The 1,2,3-Triazole derivatives containing the sulfonyl group have proved their biological importance in medicinal chemistry and drug design. In this sense, we describe the regioselective synthesis of 2-(phenylsulfonyl)-2H-1,2,3-triazole 3 in good yield through a classical sulfonamidation reaction of 1H-1,2,3-triazole 1 with benzenesulfonyl chloride 2 in dichloromethane using a slight excess of triethylamine at 20 °C for 3 h. This procedure is distinguished by its short reaction time, high yield, excellent regioselectivity, clean reaction profile, and operational simplicity. The sulfonamide 3 was characterized by high-resolution mass spectrometry, FT–IR, UV–Vis, 1D and 2D NMR spectroscopy, and elemental analysis. The sulfonamide 3 exhibited moderate activity against UO-31 renal, SNB-75 central nervous system, HCT-116 colon, and BT-549 breast cancer cell lines, with growth inhibition percentages (GI%) ranging from 10.83% to 17.64%.

1. Introduction

Triazoles are important five-membered heterocyclic scaffolds due to their extensive biological activities [1,2,3]. Compounds derived from this ring can be subdivided into three main classes, namely, monocyclic 1,2,3-triazoles, benzotriazoles, and 1,2,3-triazolium salts [1]. In particular, the 1,2,3-triazole has been successfully employed as an amide bioisostere in multiple therapeutic contexts [1,2,3]. As illustrated in Figure 1, an unsubstituted 1,2,3-triazole ring shows tautomeric forms depending on the hydrogen bonded to nitrogen atoms, namely, 1H- and 2H-1,2,3-triazole [2,3].

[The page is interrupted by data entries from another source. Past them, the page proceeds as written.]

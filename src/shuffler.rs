//! Top-level coordinator: accepts `(key, payload)` pairs, transparently
//! switches between an in-memory fast path and a disk-spilling slow path,
//! and re-emits every record exactly once in deterministic key order.

use crate::bucket::{bucket_path, Bucket};
use crate::config::ShufflerConfig;
use crate::error::ShufflerError;
use crate::hasher::KeyHasher;
use crate::selector::bucket_index;
use std::path::PathBuf;
use uuid::Uuid;

enum Phase {
    WritingInMemory,
    WritingSpilled,
}

/// Stable external-memory shuffler.
///
/// See the crate-level docs for the full state machine. In short:
/// `add`/`add_raw` accumulate records until [`Shuffler::iterate`] is
/// called, after which the instance is read-only — further `add` calls
/// return [`ShufflerError::AlreadyReadOnly`].
pub struct Shuffler {
    hasher: Box<dyn KeyHasher>,
    disable_shuffling: bool,
    config: ShufflerConfig,
    group_id: String,
    buckets: Vec<Bucket>,
    phase: Phase,
    mem_buffer: Vec<(u128, Vec<u8>)>,
    total_bytes: u64,
    read_only: bool,
}

impl Shuffler {
    /// Constructs a shuffler writing temporary bucket files under `dir`,
    /// using the default [`ShufflerConfig`].
    pub fn new(dir: impl Into<PathBuf>, hasher: Box<dyn KeyHasher>, disable_shuffling: bool) -> Self {
        Self::with_config(dir, hasher, disable_shuffling, ShufflerConfig::default())
    }

    /// Constructs a shuffler with an explicit [`ShufflerConfig`] — tests use
    /// this to lower `max_mem_buffer_size` and force the spilled path.
    pub fn with_config(
        dir: impl Into<PathBuf>,
        hasher: Box<dyn KeyHasher>,
        disable_shuffling: bool,
        config: ShufflerConfig,
    ) -> Self {
        let dir = dir.into();
        // Fresh per-instance identifier so concurrent Shufflers sharing
        // `dir` never collide on bucket filenames.
        let group_id = Uuid::new_v4().simple().to_string();
        let buckets = (0..config.buckets_number)
            .map(|i| Bucket::new(bucket_path(&dir, &group_id, i), config.write_buffer_bytes))
            .collect();

        Self {
            hasher,
            disable_shuffling,
            group_id,
            buckets,
            phase: Phase::WritingInMemory,
            mem_buffer: Vec::new(),
            total_bytes: 0,
            read_only: false,
            config,
        }
    }

    /// Total payload bytes accepted so far (keys are not counted).
    pub fn size(&self) -> u64 {
        self.total_bytes
    }

    /// In `WritingInMemory`, a one-element sequence equal to the buffer
    /// length; otherwise, per-bucket record counts.
    pub fn bucket_lengths(&self) -> Vec<usize> {
        match self.phase {
            Phase::WritingInMemory => vec![self.mem_buffer.len()],
            Phase::WritingSpilled => self.buckets.iter().map(Bucket::len).collect(),
        }
    }

    /// The per-instance group identifier embedded in this shuffler's
    /// bucket filenames.
    pub fn group_id(&self) -> &str {
        &self.group_id
    }

    /// Adds `(key, payload)`, hashing `key` with the configured salted
    /// [`KeyHasher`]. Use this when the shuffler was constructed with
    /// `disable_shuffling = false`.
    pub fn add(&mut self, key: &[u8], payload: impl Into<Vec<u8>>) -> Result<(), ShufflerError> {
        let hkey = self.hasher.hash_key(key);
        self.add_hkey(hkey, payload.into())
    }

    /// Adds `(key, payload)` using `key` verbatim as the hashed key. Use
    /// this when the shuffler was constructed with `disable_shuffling =
    /// true`; `key` must be non-negative and fit in 128 bits, or this
    /// returns [`ShufflerError::KeyOutOfRange`] rather than silently
    /// wrapping or truncating.
    pub fn add_raw(&mut self, key: i128, payload: impl Into<Vec<u8>>) -> Result<(), ShufflerError> {
        if key < 0 {
            return Err(ShufflerError::KeyOutOfRange { key });
        }
        // i128::MAX < 2^128, so any non-negative i128 fits in u128.
        let hkey = key as u128;
        self.add_hkey(hkey, payload.into())
    }

    fn add_hkey(&mut self, hkey: u128, payload: Vec<u8>) -> Result<(), ShufflerError> {
        if self.read_only {
            return Err(ShufflerError::AlreadyReadOnly);
        }
        self.total_bytes += payload.len() as u64;
        match self.phase {
            Phase::WritingInMemory => {
                self.mem_buffer.push((hkey, payload));
                if self.total_bytes > self.config.max_mem_buffer_size {
                    self.spill_to_buckets()?;
                }
            }
            Phase::WritingSpilled => {
                self.add_to_bucket(hkey, &payload)?;
            }
        }
        Ok(())
    }

    fn add_to_bucket(&mut self, hkey: u128, payload: &[u8]) -> Result<(), ShufflerError> {
        let idx = bucket_index(hkey, self.config.buckets_number);
        self.buckets[idx].add(hkey, payload)?;
        Ok(())
    }

    fn spill_to_buckets(&mut self) -> Result<(), ShufflerError> {
        tracing::debug!(
            total_bytes = self.total_bytes,
            buckets = self.config.buckets_number,
            "spilling in-memory buffer to disk buckets"
        );
        let buffer = std::mem::take(&mut self.mem_buffer);
        for (hkey, payload) in buffer {
            self.add_to_bucket(hkey, &payload)?;
        }
        self.phase = Phase::WritingSpilled;
        Ok(())
    }

    /// Atomically transitions to read-only and returns a single-use,
    /// lazy, key-ordered stream of `(hkey, payload)`. Further `add`/`add_raw`
    /// calls fail with [`ShufflerError::AlreadyReadOnly`], even after this
    /// iterator is dropped without being fully consumed.
    pub fn iterate(&mut self) -> ShuffleIter<'_> {
        self.read_only = true;
        let disable_shuffling = self.disable_shuffling;
        match self.phase {
            Phase::WritingInMemory => {
                let mut buf = std::mem::take(&mut self.mem_buffer);
                if !disable_shuffling {
                    buf.sort_unstable_by_key(|(h, _)| *h);
                }
                ShuffleIter {
                    state: IterState::Memory(buf.into_iter()),
                    disable_shuffling,
                    previous: None,
                }
            }
            Phase::WritingSpilled => ShuffleIter {
                state: IterState::Buckets {
                    buckets: &mut self.buckets,
                    index: 0,
                    current: Vec::new().into_iter(),
                },
                disable_shuffling,
                previous: None,
            },
        }
    }
}

enum IterState<'a> {
    Memory(std::vec::IntoIter<(u128, Vec<u8>)>),
    Buckets {
        buckets: &'a mut [Bucket],
        index: usize,
        current: std::vec::IntoIter<(u128, Vec<u8>)>,
    },
}

/// Single-use, lazy, key-ordered stream produced by [`Shuffler::iterate`].
pub struct ShuffleIter<'a> {
    state: IterState<'a>,
    disable_shuffling: bool,
    previous: Option<(u128, Vec<u8>)>,
}

impl<'a> ShuffleIter<'a> {
    fn next_raw(&mut self) -> Option<Result<(u128, Vec<u8>), ShufflerError>> {
        match &mut self.state {
            IterState::Memory(iter) => iter.next().map(Ok),
            IterState::Buckets {
                buckets,
                index,
                current,
            } => {
                loop {
                    if let Some(item) = current.next() {
                        return Some(Ok(item));
                    }
                    if *index >= buckets.len() {
                        return None;
                    }
                    let bucket = &mut buckets[*index];
                    let loaded = match bucket.read_values() {
                        Ok(reader) => match reader.collect::<anyhow::Result<Vec<_>>>() {
                            Ok(v) => v,
                            Err(e) => return Some(Err(ShufflerError::from(e))),
                        },
                        Err(e) => return Some(Err(ShufflerError::from(e))),
                    };
                    let mut loaded = loaded;
                    if !self.disable_shuffling {
                        loaded.sort_unstable_by_key(|(h, _)| *h);
                    }
                    if let Err(e) = bucket.delete() {
                        return Some(Err(ShufflerError::from(e)));
                    }
                    *index += 1;
                    *current = loaded.into_iter();
                }
            }
        }
    }
}

impl<'a> Iterator for ShuffleIter<'a> {
    type Item = Result<(u128, Vec<u8>), ShufflerError>;

    fn next(&mut self) -> Option<Self::Item> {
        let (hkey, payload) = match self.next_raw()? {
            Ok(item) => item,
            Err(e) => return Some(Err(e)),
        };

        if let Some((prev_hkey, prev_payload)) = &self.previous {
            if *prev_hkey == hkey {
                return Some(Err(ShufflerError::DuplicateKeys {
                    hkey,
                    first: prev_payload.clone(),
                    second: payload,
                }));
            }
        }

        self.previous = Some((hkey, payload.clone()));
        Some(Ok((hkey, payload)))
    }
}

¹H NMR spectroscopic study of 1H- and 2H-1,2,3-triazole in toluene solution showed that 1H-tautomer is predominant at −98 °C, while the 2H-tautomer increased more than 97% at 27 °C [4]. Four years later, the tautomeric equilibrium of gaseous 1,2,3-triazole was studied by microwave spectroscopy, finding that the dipole moment for 1H- and 2H-tautomers is 4.38 D and 0.218 D, respectively, while the relative abundance estimated from intensity measurements is ~1:1000 at room temperature [5]. In addition, theoretical calculations showed that the 2H-tautomer is the most stable compound (∆E_{1H → 2H} = −14.7 kJ mol⁻¹). Shortly after, Elguero and colleagues reported that 2H-tautomer is more stable than 1H-tautomer in the gas phase by 18.8 kJ mol⁻¹, which is explained by the lone pair/lone pair repulsion of adjacent pyridine-type nitrogen atoms (N2 and N3 in lH-tautomer) [6].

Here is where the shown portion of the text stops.